### Exercise aim
The goal is to restate all of the records below word for word.

START Task input

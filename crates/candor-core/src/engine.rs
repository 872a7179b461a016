//! Scoring pipeline.
//!
//! One operation: compare a reference photo against a candidate and produce a
//! complete [`ScoreResult`]. Normalization feeds the geometric estimator, the
//! identity verdict folds into the blend, the candidate frame feeds the pixel
//! filter detector, and the composer turns all of it into a bounded score and
//! grade. Every stage is pure; the only state a [`Scorer`] carries is its
//! tunables and the seeded source used for message selection.

use rand::rngs::StdRng;
use rand::SeedableRng;

use crate::config::Tunables;
use crate::error::ScoreError;
use crate::filter::{self, FilterSignal, PixelFrame};
use crate::geometry;
use crate::identity;
use crate::landmarks;
use crate::score::{self, ScoreResult};
use crate::types::FaceSample;

/// One image's worth of input: its decoded pixels and the face sample the
/// external detection subsystem produced for it.
#[derive(Debug, Clone)]
pub struct Photo {
    pub frame: PixelFrame,
    pub face: FaceSample,
}

/// The scoring engine.
///
/// Holds the tunables and a seedable random source for grade-message
/// selection. With the same seed, the same inputs always yield the same
/// result; everything except the chosen message is seed-independent.
pub struct Scorer {
    tunables: Tunables,
    rng: StdRng,
}

impl Scorer {
    pub fn new(tunables: Tunables) -> Self {
        Self {
            tunables,
            rng: StdRng::from_entropy(),
        }
    }

    pub fn with_seed(tunables: Tunables, seed: u64) -> Self {
        Self {
            tunables,
            rng: StdRng::seed_from_u64(seed),
        }
    }

    pub fn tunables(&self) -> &Tunables {
        &self.tunables
    }

    /// Score how far `candidate` diverges from `reference`.
    ///
    /// Rejects samples without usable face data before any computation;
    /// every `Ok` is a complete result.
    pub fn score(
        &mut self,
        reference: &Photo,
        candidate: &Photo,
    ) -> Result<ScoreResult, ScoreError> {
        let reference_landmarks = landmarks::normalize(&reference.face)?;
        let candidate_landmarks = landmarks::normalize(&candidate.face)?;

        let verdict = identity::classify(
            reference.face.embedding.as_deref(),
            candidate.face.embedding.as_deref(),
            &self.tunables,
        );

        let geometric = geometry::estimate(
            &reference_landmarks,
            &candidate_landmarks,
            &self.tunables,
        );
        tracing::debug!(
            feature_placement = geometric.feature_placement,
            contour = geometric.contour,
            eye_size = geometric.eye_size,
            nose_size = geometric.nose_size,
            composite = geometric.composite,
            "geometric similarity estimated"
        );

        let blended = identity::blend(geometric.composite, verdict, &self.tunables);

        // Pixel heuristics only apply when both photos show the same person;
        // across two faces the signal is zeroed rather than computed.
        let filter = match verdict {
            Some(v) if v.is_different_person() => FilterSignal::zeroed(),
            _ => filter::detect(&candidate.frame, &self.tunables),
        };
        tracing::debug!(
            blur = filter.blur_level,
            smoothness = filter.smoothness,
            blended,
            "signals ready for composition"
        );

        let result = score::compose(blended, &filter, verdict, &self.tunables, &mut self.rng);
        tracing::info!(
            score = result.score,
            grade = ?result.grade,
            filter_bonus = result.filter_bonus,
            "discrepancy score computed"
        );

        Ok(result)
    }
}

impl Default for Scorer {
    fn default() -> Self {
        Self::new(Tunables::default())
    }
}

END Task input

### Expected output
filename crates/candor-core/src/engine.rs
repository 872a7179b461a016
//! Scoring pipeline.
//!
//! One operation: compare a reference photo against a candidate and produce a
//! complete [`ScoreResult`]. Normalization feeds the geometric estimator, the
//! identity verdict folds into the blend, the candidate frame feeds the pixel
//! filter detector, and the composer turns all of it into a bounded score and
//! grade. Every stage is pure; the only state a [`Scorer`] carries is its
//! tunables and the seeded source used for message selection.

use rand::rngs::StdRng;
use rand::SeedableRng;

use crate::config::Tunables;
use crate::error::ScoreError;
use crate::filter::{self, FilterSignal, PixelFrame};
use crate::geometry;
use crate::identity;
use crate::landmarks;
use crate::score::{self, ScoreResult};
use crate::types::FaceSample;

/// One image's worth of input: its decoded pixels and the face sample the
/// external detection subsystem produced for it.
#[derive(Debug, Clone)]
pub struct Photo {
    pub frame: PixelFrame,
    pub face: FaceSample,
}

/// The scoring engine.
///
/// Holds the tunables and a seedable random source for grade-message
/// selection. With the same seed, the same inputs always yield the same
/// result; everything except the chosen message is seed-independent.
pub struct Scorer {
    tunables: Tunables,
    rng: StdRng,
}

impl Scorer {
    pub fn new(tunables: Tunables) -> Self {
        Self {
            tunables,
            rng: StdRng::from_entropy(),
        }
    }

    pub fn with_seed(tunables: Tunables, seed: u64) -> Self {
        Self {
            tunables,
            rng: StdRng::seed_from_u64(seed),
        }
    }

    pub fn tunables(&self) -> &Tunables {
        &self.tunables
    }

    /// Score how far `candidate` diverges from `reference`.
    ///
    /// Rejects samples without usable face data before any computation;
    /// every `Ok` is a complete result.
    pub fn score(
        &mut self,
        reference: &Photo,
        candidate: &Photo,
    ) -> Result<ScoreResult, ScoreError> {
        let reference_landmarks = landmarks::normalize(&reference.face)?;
        let candidate_landmarks = landmarks::normalize(&candidate.face)?;

        let verdict = identity::classify(
            reference.face.embedding.as_deref(),
            candidate.face.embedding.as_deref(),
            &self.tunables,
        );

        let geometric = geometry::estimate(
            &reference_landmarks,
            &candidate_landmarks,
            &self.tunables,
        );
        tracing::debug!(
            feature_placement = geometric.feature_placement,
            contour = geometric.contour,
            eye_size = geometric.eye_size,
            nose_size = geometric.nose_size,
            composite = geometric.composite,
            "geometric similarity estimated"
        );

        let blended = identity::blend(geometric.composite, verdict, &self.tunables);

        // Pixel heuristics only apply when both photos show the same person;
        // across two faces the signal is zeroed rather than computed.
        let filter = match verdict {
            Some(v) if v.is_different_person() => FilterSignal::zeroed(),
            _ => filter::detect(&candidate.frame, &self.tunables),
        };
        tracing::debug!(
            blur = filter.blur_level,
            smoothness = filter.smoothness,
            blended,
            "signals ready for composition"
        );

        let result = score::compose(blended, &filter, verdict, &self.tunables, &mut self.rng);
        tracing::info!(
            score = result.score,
            grade = ?result.grade,
            filter_bonus = result.filter_bonus,
            "discrepancy score computed"
        );

        Ok(result)
    }
}

impl Default for Scorer {
    fn default() -> Self {
        Self::new(Tunables::default())
    }
}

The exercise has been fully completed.